Главное было сказано. Михаил Ильич заговорил прежним, спокойным голосом:

- Я напишу наркому, чтобы тебя утвердили главным конструктором. Какой-нибудь варяг в данной ситуации только испортит дело, а на заводе другой подходящей кандидатуры нет.

Подавленно молчавший Метелин вдруг заговорил торопливо и горячо:

- Не могу и не хочу, Михаил Ильич. Я конструктор, силён у доски. Какой из меня руководитель? Пусть Овчаренко, он знаток производства, да и язык у него подвешен. А для меня эти выступления на собраниях, совещаниях, митингах - нож острый.

- Это недостаток, но терпимый. Скоро мы научимся меньше говорить, а больше делать. И ценить не слова, а дела.

- Не утвердят меня, Михаил Ильич. Ведь я даже не инженер, а техник. А у Овчаренко - диплом инженера.

- Дело не в дипломе. У тебя - талант, смелость мысли, упорство в достижении цели. И что очень важно сейчас, безусловная преданность делу. Вот почему я решил рекомендовать тебя. Ты, к сожалению, мало работал с людьми, надо научиться с ними ладить, избегать конфликтов.
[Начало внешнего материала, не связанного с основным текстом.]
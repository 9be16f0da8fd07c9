//! Fan-out of one batch request over many meters.
//!
//! Every target gets its own task. Tasks wait on a shared pool semaphore, run the
//! blocking driver calls on the blocking thread pool, and push their reading into
//! the caller's sink the moment it is ready. The batch call returns once every task
//! has reached a terminal outcome.

pub mod report;
pub mod task;

pub use report::{BatchMessage, BatchReport, BatchSummary, Outcome, Reading};
pub use task::read_meter;

use crate::config::GatewayConfig;
use crate::driver::{ConnectionOptions, MeterDriver, Target};
use crate::error::{GatewayError, Result};
use crate::schema::DataClass;
use futures::future::join_all;
use serde::{Deserialize, Serialize};
use std::sync::Arc;
use tokio::{
    sync::{mpsc, Semaphore},
    time::Instant,
};
use tokio_stream::wrappers::ReceiverStream;
use tracing::{error, info, instrument};

use task::{run_meter, MeterJob};

/// Stream of [`BatchMessage`]s for one batch.
pub type BatchStream = ReceiverStream<BatchMessage>;

/// Read one data class from a set of meters.
#[derive(Debug, Clone, PartialEq, Serialize, Deserialize)]
pub struct BatchRequest {
    pub data_class: DataClass,
    pub targets: Vec<Target>,
    /// Falls back to the gateway's configured defaults when absent.
    #[serde(default)]
    pub options: Option<ConnectionOptions>,
}

impl BatchRequest {
    pub fn new(data_class: DataClass, targets: Vec<Target>) -> Self {
        Self {
            data_class,
            targets,
            options: None,
        }
    }

    pub fn with_options(mut self, options: ConnectionOptions) -> Self {
        self.options = Some(options);
        self
    }

    fn validate(&self) -> Result<()> {
        if self.targets.is_empty() {
            return Err(GatewayError::InvalidArgument("no meters provided".into()));
        }
        Ok(())
    }
}

/// Batch orchestrator over a shared driver and a bounded pool of driver sessions.
pub struct Gateway<D> {
    driver: Arc<D>,
    limiter: Arc<Semaphore>,
    config: GatewayConfig,
}

impl<D> Clone for Gateway<D> {
    fn clone(&self) -> Self {
        Self {
            driver: Arc::clone(&self.driver),
            limiter: Arc::clone(&self.limiter),
            config: self.config.clone(),
        }
    }
}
- Быть добрым и милым с бездельником, тупицей или подлецом не могу.

- Это и не требуется. Просто надо в каждом сотруднике видеть личность, постараться, чтобы он Мог проявить лучшие свои качества. Не делать из него пассивного исполнителя, а предоставить самостоятельность, инициативу, тогда даже средний по способностям человек может дать многое. Надо, чтобы коллектив состоял не из безликих исполнителей, а из самостоятельных работников, каждый из которых - лучший специалист в своем деле. Над этим надо работать, это трудно, но только таким и может быть настоящий творческий коллектив.
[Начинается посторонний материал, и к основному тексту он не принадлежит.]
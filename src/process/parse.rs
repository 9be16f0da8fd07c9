use crate::schema::{Value, ValueType};

/// Cell contents meters use for "no value".
const SENTINELS: &[&str] = &["[error]", "null"];

/// Trim whitespace and drop empty or sentinel cells.
pub fn clean_cell(raw: &str) -> Option<&str> {
    let trimmed = raw.trim();
    if trimmed.is_empty() || SENTINELS.contains(&trimmed) {
        None
    } else {
        Some(trimmed)
    }
}

/// Parse one cell as `ty`. `None` leaves the field at its zero value.
pub fn parse_value(raw: &str, ty: ValueType) -> Option<Value> {
    if ty == ValueType::Text {
        return Some(Value::Text(raw.to_string()));
    }
    let s = clean_cell(raw)?;
    match ty {
        ValueType::Text => None,
        ValueType::Decimal => s.parse::<f64>().ok().map(Value::Decimal),
        ValueType::SmallUnsigned => parse_unsigned(s).map(Value::SmallUnsigned),
        ValueType::U16 => parse_unsigned(s).map(Value::U16),
        ValueType::U32 => parse_unsigned(s).map(Value::U32),
        ValueType::Integer => s.parse::<i64>().ok().map(Value::Integer),
    }
}

/// Plain decimal digits only; `str::parse` would also take a leading `+`.
fn parse_unsigned<T: std::str::FromStr>(s: &str) -> Option<T> {
    if s.starts_with('+') {
        return None;
    }
    s.parse().ok()
}

#[cfg(test)]
mod tests {
    use super::*;

    #[test]
    fn text_is_verbatim() {
        assert_eq!(
            parse_value("  2025-06-14 12:00 ", ValueType::Text),
            Some(Value::Text("  2025-06-14 12:00 ".into()))
        );
        assert_eq!(
            parse_value("[error]", ValueType::Text),
            Some(Value::Text("[error]".into()))
        );
    }

    #[test]
    fn decimals() {
        assert_eq!(parse_value(" 230.5 ", ValueType::Decimal), Some(Value::Decimal(230.5)));
        assert_eq!(parse_value("-1e3", ValueType::Decimal), Some(Value::Decimal(-1000.0)));
        for bad in ["", "   ", "[error]", "null", " null ", "12,5", "abc"] {
            assert_eq!(parse_value(bad, ValueType::Decimal), None, "{:?}", bad);
        }
    }

    #[test]
    fn small_unsigned_range() {
        assert_eq!(parse_value("0", ValueType::SmallUnsigned), Some(Value::SmallUnsigned(0)));
        assert_eq!(parse_value(" 255", ValueType::SmallUnsigned), Some(Value::SmallUnsigned(255)));
        for bad in ["256", "-1", "1.5", "+4", "[error]", ""] {
            assert_eq!(parse_value(bad, ValueType::SmallUnsigned), None, "{:?}", bad);
        }
    }

    #[test]
    fn wider_integers() {
        assert_eq!(parse_value("65535", ValueType::U16), Some(Value::U16(65_535)));
        assert_eq!(parse_value("65536", ValueType::U16), None);
        assert_eq!(parse_value("4294967295", ValueType::U32), Some(Value::U32(u32::MAX)));
        assert_eq!(parse_value("4294967296", ValueType::U32), None);
        assert_eq!(parse_value("-42", ValueType::Integer), Some(Value::Integer(-42)));
        assert_eq!(parse_value("null", ValueType::Integer), None);
    }
}
// src/process/mod.rs
//! Turns a driver's untyped [`RawTable`] into typed [`Record`]s for a schema.

pub mod parse;
pub mod raw_table;
pub mod resolve;

pub use raw_table::RawTable;
pub use resolve::{resolve_column, resolve_schema, Match};

use crate::schema::{FieldSpec, Value};
use serde::ser::{Serialize, SerializeMap, Serializer};
use thiserror::Error;
use tracing::{debug, trace};

/// The whole table was rejected by the meter; no record is built from it.
#[derive(Error, Debug, Clone, PartialEq)]
#[error("table error {code}: {message}")]
pub struct TableError {
    pub code: i32,
    pub message: String,
}

#[derive(Debug, Clone, PartialEq)]
pub struct Field {
    pub spec: FieldSpec,
    pub value: Value,
}

/// One typed row: a value for every schema field, in schema order.
#[derive(Debug, Clone, PartialEq)]
pub struct Record {
    fields: Vec<Field>,
}

impl Record {
    /// Every field at its zero value.
    pub fn zeroed(schema: &[FieldSpec]) -> Self {
        Self {
            fields: schema
                .iter()
                .map(|spec| Field {
                    spec: *spec,
                    value: Value::zero(spec.value_type),
                })
                .collect(),
        }
    }

    /// Look a field up by name or serialized key.
    pub fn get(&self, name: &str) -> Option<&Value> {
        self.fields
            .iter()
            .find(|f| f.spec.name == name || f.spec.key == name)
            .map(|f| &f.value)
    }

    pub fn fields(&self) -> &[Field] {
        &self.fields
    }

    pub fn len(&self) -> usize {
        self.fields.len()
    }

    pub fn is_empty(&self) -> bool {
        self.fields.is_empty()
    }
}

impl Serialize for Record {
    fn serialize<S: Serializer>(&self, serializer: S) -> Result<S::Ok, S::Error> {
        let mut map = serializer.serialize_map(Some(self.fields.len()))?;
        for f in &self.fields {
            map.serialize_entry(f.spec.key, &f.value)?;
        }
        map.end()
    }
}

/// Map every row of `table` onto `schema`.
///
/// A nonzero table status rejects the whole table. Otherwise every row yields a
/// record; fields without a usable column or with an unparseable cell keep their
/// zero value.
pub fn map_table(table: &RawTable, schema: &[FieldSpec]) -> Result<Vec<Record>, TableError> {
    if !table.is_ok() {
        return Err(TableError {
            code: table.error_code,
            message: table.error_message.clone(),
        });
    }
    if table.rows.is_empty() {
        return Ok(Vec::new());
    }

    let columns = resolve_schema(schema, &table.column_labels);
    let unresolved: Vec<&str> = schema
        .iter()
        .zip(&columns)
        .filter(|(_, c)| c.is_none())
        .map(|(s, _)| s.name)
        .collect();
    if !unresolved.is_empty() {
        debug!(fields = ?unresolved, labels = ?table.column_labels, "fields without a column");
    }

    let records = table
        .rows
        .iter()
        .map(|row| {
            let mut record = Record::zeroed(schema);
            for (field, col) in record.fields.iter_mut().zip(&columns) {
                let Some(cell) = col.and_then(|i| row.get(i)) else {
                    continue;
                };
                match parse::parse_value(cell, field.spec.value_type) {
                    Some(v) => field.value = v,
                    None => trace!(field = field.spec.name, cell = %cell, "unparseable cell"),
                }
            }
            record
        })
        .collect();

    Ok(records)
}
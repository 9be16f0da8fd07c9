// src/schema/types.rs

use serde::{Deserialize, Serialize};

/// Native type a field is parsed into.
#[derive(Debug, Serialize, Deserialize, PartialEq, Clone, Copy, Eq, Hash)]
#[serde(rename_all = "snake_case")]
pub enum ValueType {
    Text,
    /// f64
    Decimal,
    /// u8
    SmallUnsigned,
    U16,
    U32,
    /// i64
    Integer,
}

/// One declared field of a data class: which register it comes from and how to read it.
#[derive(Debug, PartialEq, Clone, Copy, Eq, Hash)]
pub struct FieldSpec {
    /// Field name; also used as a fallback when matching column labels.
    pub name: &'static str,
    /// Serialized (snake_case) key.
    pub key: &'static str,
    pub register_code: &'static str,
    pub value_type: ValueType,
}

impl FieldSpec {
    pub const fn new(
        name: &'static str,
        key: &'static str,
        register_code: &'static str,
        value_type: ValueType,
    ) -> Self {
        Self {
            name,
            key,
            register_code,
            value_type,
        }
    }

    /// Whether the field name reads as a timestamp, enabling the clock-column fallback.
    pub fn is_temporal(&self) -> bool {
        let lower = self.name.to_ascii_lowercase();
        lower.contains("time") || lower.contains("date")
    }
}

/// A parsed field value. Serializes as the bare scalar; reading one back needs the
/// field's [`ValueType`], so there is no `Deserialize`.
#[derive(Debug, Serialize, PartialEq, Clone)]
#[serde(untagged)]
pub enum Value {
    Text(String),
    Decimal(f64),
    SmallUnsigned(u8),
    U16(u16),
    U32(u32),
    Integer(i64),
}

impl Value {
    /// The value an unmatched or unparseable field keeps.
    pub fn zero(ty: ValueType) -> Self {
        match ty {
            ValueType::Text => Value::Text(String::new()),
            ValueType::Decimal => Value::Decimal(0.0),
            ValueType::SmallUnsigned => Value::SmallUnsigned(0),
            ValueType::U16 => Value::U16(0),
            ValueType::U32 => Value::U32(0),
            ValueType::Integer => Value::Integer(0),
        }
    }

    pub fn value_type(&self) -> ValueType {
        match self {
            Value::Text(_) => ValueType::Text,
            Value::Decimal(_) => ValueType::Decimal,
            Value::SmallUnsigned(_) => ValueType::SmallUnsigned,
            Value::U16(_) => ValueType::U16,
            Value::U32(_) => ValueType::U32,
            Value::Integer(_) => ValueType::Integer,
        }
    }

    pub fn as_f64(&self) -> Option<f64> {
        match self {
            Value::Text(_) => None,
            Value::Decimal(v) => Some(*v),
            Value::SmallUnsigned(v) => Some(f64::from(*v)),
            Value::U16(v) => Some(f64::from(*v)),
            Value::U32(v) => Some(f64::from(*v)),
            Value::Integer(v) => Some(*v as f64),
        }
    }

    pub fn as_str(&self) -> Option<&str> {
        match self {
            Value::Text(s) => Some(s),
            _ => None,
        }
    }
}

#[cfg(test)]
mod tests {
    use super::*;
    use serde_json::json;

    #[test]
    fn integers_serialize_as_integers() {
        assert_eq!(serde_json::to_value(Value::U16(5)).unwrap(), json!(5));
        assert_eq!(serde_json::to_value(Value::SmallUnsigned(7)).unwrap(), json!(7));
        assert_eq!(serde_json::to_value(Value::Integer(-3)).unwrap(), json!(-3));
        assert_eq!(serde_json::to_value(Value::Decimal(5.0)).unwrap(), json!(5.0));
        assert_eq!(serde_json::to_value(Value::Text("x".into())).unwrap(), json!("x"));
    }

    #[test]
    fn zero_keeps_the_declared_type() {
        for ty in [
            ValueType::Text,
            ValueType::Decimal,
            ValueType::SmallUnsigned,
            ValueType::U16,
            ValueType::U32,
            ValueType::Integer,
        ] {
            assert_eq!(Value::zero(ty).value_type(), ty);
        }
        assert_eq!(Value::U32(9).as_f64(), Some(9.0));
        assert_eq!(Value::Text("x".into()).as_f64(), None);
    }
}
- Для этого надо быть таким, как вы, - Печально сказал Метелин. - Возвращайтесь, Михаил Ильич, без вас мы пропадем.

- Не пропадете. И вот что еще, Саша. Как только наладится дело с серией, сразу же приступайте к проекту новой машины. Как мы говорили, сохранить в основе Т-34, но двигатель расположить поперек танка, за счет этого уменьшить длину корпуса и при том же весе усилить лобовую броню, а возможно, и вооружение. Надо иметь задел на будущее. А теперь все, Саша. Желаю тебе успеха.

Вот так они и расстались - учитель и ученик, которому предстояло поднять и нести дальше поникшее знамя…
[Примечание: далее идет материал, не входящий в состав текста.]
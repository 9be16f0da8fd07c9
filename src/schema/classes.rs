//! The data classes a batch can ask for, each with its profile register code and
//! field schema. Field order here is the order records are built and serialized in.

use super::types::{FieldSpec, ValueType::*};
use serde::{Deserialize, Serialize};
use std::{fmt, str::FromStr};

static SINGLE_REGISTER: &[FieldSpec] = &[FieldSpec::new(
    "CumulativeEnergyWhImport",
    "cumulative_energy_wh_import",
    "1.0.1.8.0.255",
    Decimal,
)];

#[rustfmt::skip]
static BLOCK_LOAD_PROFILE: &[FieldSpec] = &[
    FieldSpec::new("DateTime", "date_time", "0.0.1.0.0.255", Text),
    FieldSpec::new("AverageVoltage", "average_voltage", "1.0.12.27.0.255", Decimal),
    FieldSpec::new("BlockEnergyWhImport", "block_energy_wh_import", "1.0.1.29.0.255", Decimal),
    FieldSpec::new("BlockEnergyVAhImport", "block_energy_vah_import", "1.0.9.29.0.255", Decimal),
    FieldSpec::new("BlockEnergyWhExport", "block_energy_wh_export", "1.0.2.29.0.255", Decimal),
    FieldSpec::new("BlockEnergyVAhExport", "block_energy_vah_export", "1.0.10.29.0.255", Decimal),
    FieldSpec::new("AverageCurrent", "average_current", "1.0.11.27.0.255", Decimal),
    FieldSpec::new("MeterHealthIndicator", "meter_health_indicator", "0.0.96.10.1.255", SmallUnsigned),
];

#[rustfmt::skip]
static DAILY_LOAD_PROFILE: &[FieldSpec] = &[
    FieldSpec::new("DateTime", "date_time", "0.0.1.0.0.255", Text),
    FieldSpec::new("CumulativeEnergyWhExport", "cumulative_energy_wh_export", "1.0.2.8.0.255", Decimal),
    FieldSpec::new("CumulativeEnergyVAhExport", "cumulative_energy_vah_export", "1.0.10.8.0.255", Decimal),
    FieldSpec::new("CumulativeEnergyWhImport", "cumulative_energy_wh_import", "1.0.1.8.0.255", Decimal),
    FieldSpec::new("CumulativeEnergyVAhImport", "cumulative_energy_vah_import", "1.0.9.8.0.255", Decimal),
];

// MD values and their timestamps share a register. A table with two such columns gives
// the first to the value and the second to its timestamp; with one column both read it.
#[rustfmt::skip]
static BILLING_PROFILE: &[FieldSpec] = &[
    FieldSpec::new("BillingDate", "billing_date", "0.0.0.1.2.255", Text),
    FieldSpec::new("AveragePFForBillingPeriod", "average_pf_for_billing_period", "1.0.13.0.0.255", Decimal),
    FieldSpec::new("CumEnergyWhImport", "cum_energy_wh_import", "1.0.1.8.0.255", Decimal),
    FieldSpec::new("CumEnergyWhTZ1", "cum_energy_wh_tz1", "1.0.1.8.1.255", Decimal),
    FieldSpec::new("CumEnergyWhTZ2", "cum_energy_wh_tz2", "1.0.1.8.2.255", Decimal),
    FieldSpec::new("CumEnergyWhTZ3", "cum_energy_wh_tz3", "1.0.1.8.3.255", Decimal),
    FieldSpec::new("CumEnergyWhTZ4", "cum_energy_wh_tz4", "1.0.1.8.4.255", Decimal),
    FieldSpec::new("CumEnergyVAhImport", "cum_energy_vah_import", "1.0.9.8.0.255", Decimal),
    FieldSpec::new("CumEnergyVAhTZ1", "cum_energy_vah_tz1", "1.0.9.8.1.255", Decimal),
    FieldSpec::new("CumEnergyVAhTZ2", "cum_energy_vah_tz2", "1.0.9.8.2.255", Decimal),
    FieldSpec::new("CumEnergyVAhTZ3", "cum_energy_vah_tz3", "1.0.9.8.3.255", Decimal),
    FieldSpec::new("CumEnergyVAhTZ4", "cum_energy_vah_tz4", "1.0.9.8.4.255", Decimal),
    FieldSpec::new("MDW", "md_w", "1.0.1.6.0.255", Decimal),
    FieldSpec::new("MDWDateTime", "md_w_date_time", "1.0.1.6.0.255", Text),
    FieldSpec::new("MDVA", "md_va", "1.0.9.6.0.255", Decimal),
    FieldSpec::new("MDVADateTime", "md_va_date_time", "1.0.9.6.0.255", Text),
    FieldSpec::new("BillingPowerOnDuration", "billing_power_on_duration", "0.0.94.91.13.255", Decimal),
    FieldSpec::new("CumEnergyWhExport", "cum_energy_wh_export", "1.0.2.8.0.255", Decimal),
    FieldSpec::new("CumEnergyVAhExport", "cum_energy_vah_export", "1.0.10.8.0.255", Decimal),
];

#[rustfmt::skip]
static INSTANTANEOUS_PROFILE: &[FieldSpec] = &[
    FieldSpec::new("DateTime", "date_time", "0.0.1.0.0.255", Text),
    FieldSpec::new("Voltage", "voltage", "1.0.12.7.0.255", Decimal),
    FieldSpec::new("PhaseCurrent", "phase_current", "1.0.11.7.0.255", Decimal),
    FieldSpec::new("NeutralCurrent", "neutral_current", "1.0.91.7.0.255", Decimal),
    FieldSpec::new("SignedPowerFactor", "signed_power_factor", "1.0.13.7.0.255", Decimal),
    FieldSpec::new("Frequency", "frequency", "1.0.14.7.0.255", Decimal),
    FieldSpec::new("ApparentPower", "apparent_power", "1.0.9.7.0.255", Decimal),
    FieldSpec::new("ActivePower", "active_power", "1.0.1.7.0.255", Decimal),
    FieldSpec::new("CumEnergyWh", "cum_energy_wh", "1.0.1.8.0.255", Decimal),
    FieldSpec::new("CumEnergyVAh", "cum_energy_vah", "1.0.9.8.0.255", Decimal),
];

#[derive(Debug, Clone, Copy, PartialEq, Eq, Hash, Serialize, Deserialize)]
#[serde(rename_all = "snake_case")]
pub enum DataClass {
    SingleRegister,
    BlockLoadProfile,
    DailyLoadProfile,
    BillingProfile,
    InstantaneousProfile,
}

impl DataClass {
    pub const ALL: [DataClass; 5] = [
        DataClass::SingleRegister,
        DataClass::BlockLoadProfile,
        DataClass::DailyLoadProfile,
        DataClass::BillingProfile,
        DataClass::InstantaneousProfile,
    ];

    /// Register code the driver reads for this class.
    pub fn register_code(self) -> &'static str {
        match self {
            DataClass::SingleRegister => "1.0.1.8.0.255",
            DataClass::BlockLoadProfile => "1.0.99.1.0.255",
            DataClass::DailyLoadProfile => "1.0.99.2.0.255",
            DataClass::BillingProfile => "1.0.98.1.0.255",
            DataClass::InstantaneousProfile => "1.0.94.91.0.255",
        }
    }

    pub fn schema(self) -> &'static [FieldSpec] {
        match self {
            DataClass::SingleRegister => SINGLE_REGISTER,
            DataClass::BlockLoadProfile => BLOCK_LOAD_PROFILE,
            DataClass::DailyLoadProfile => DAILY_LOAD_PROFILE,
            DataClass::BillingProfile => BILLING_PROFILE,
            DataClass::InstantaneousProfile => INSTANTANEOUS_PROFILE,
        }
    }

    pub fn name(self) -> &'static str {
        match self {
            DataClass::SingleRegister => "single_register",
            DataClass::BlockLoadProfile => "block_load_profile",
            DataClass::DailyLoadProfile => "daily_load_profile",
            DataClass::BillingProfile => "billing_profile",
            DataClass::InstantaneousProfile => "instantaneous_profile",
        }
    }

    pub fn from_register_code(code: &str) -> Option<Self> {
        let code = code.trim();
        Self::ALL.into_iter().find(|c| c.register_code() == code)
    }
}

impl fmt::Display for DataClass {
    fn fmt(&self, f: &mut fmt::Formatter<'_>) -> fmt::Result {
        f.write_str(self.name())
    }
}

impl FromStr for DataClass {
    type Err = String;

    fn from_str(s: &str) -> Result<Self, Self::Err> {
        Self::ALL
            .into_iter()
            .find(|c| c.name().eq_ignore_ascii_case(s.trim()))
            .ok_or_else(|| format!("unknown data class `{}`", s))
    }
}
Тяжело было последнее свидание с женой и дочками. Вера, как всегда, старалась казаться оживленной и даже веселой, улыбалась, но в ее бесхитростных глазах Михаил Ильич читал все - и то, что она предупреждена врачами о близкой развязке, что ее мучат отчаяние и страх за будущее, что она держится из последних сил, на пределе. Вера, дочки… Им будет трудно без него. Последние три года он совсем оторвался от семьи. В Ленинграде хоть выходные проводили вместе, ездили всей семьей на взморье, в Петергоф или Детское село, часто гуляли в Летнем саду. Жили в самом центре, на Невском. А здесь он даже не видел как следует города. Утром чуть свет - на завод, а возвращался почти всегда ночью. И так каждый день без выходных, без отпуска. Вера совсем еще молода, а останется одна с тремя малолетними детьми. Все ждала, что он вот-вот освободится и они заживут по-прежнему, как в Ленинграде. Не дождалась. Как-то сложится ее судьба? А дочек? Они жмутся к матери, на него смотрят с удивлением (а может быть, с испугом), как на чужого. Вера вот-вот зарыдает. Конечно, о них позаботятся, в беде не оставят, но все-таки… Страдания, слезы. Что ж, не они первые, не они последние. Чем-чем, а вдовьим горем и сиротскими слезами Русь великая всегда была богата…

Опасаясь тяжкой сцены, Михаил Ильич так и не решился поговорить с женой вполне откровенно, как с Метелиным. Старался, как и она, делать вид, что это обычное свидание, каких еще будет немало, что он верит в благополучный исход. Проводил ее и дочек, как всегда, спокойно до двери, поцеловал на прощание, помахал рукой.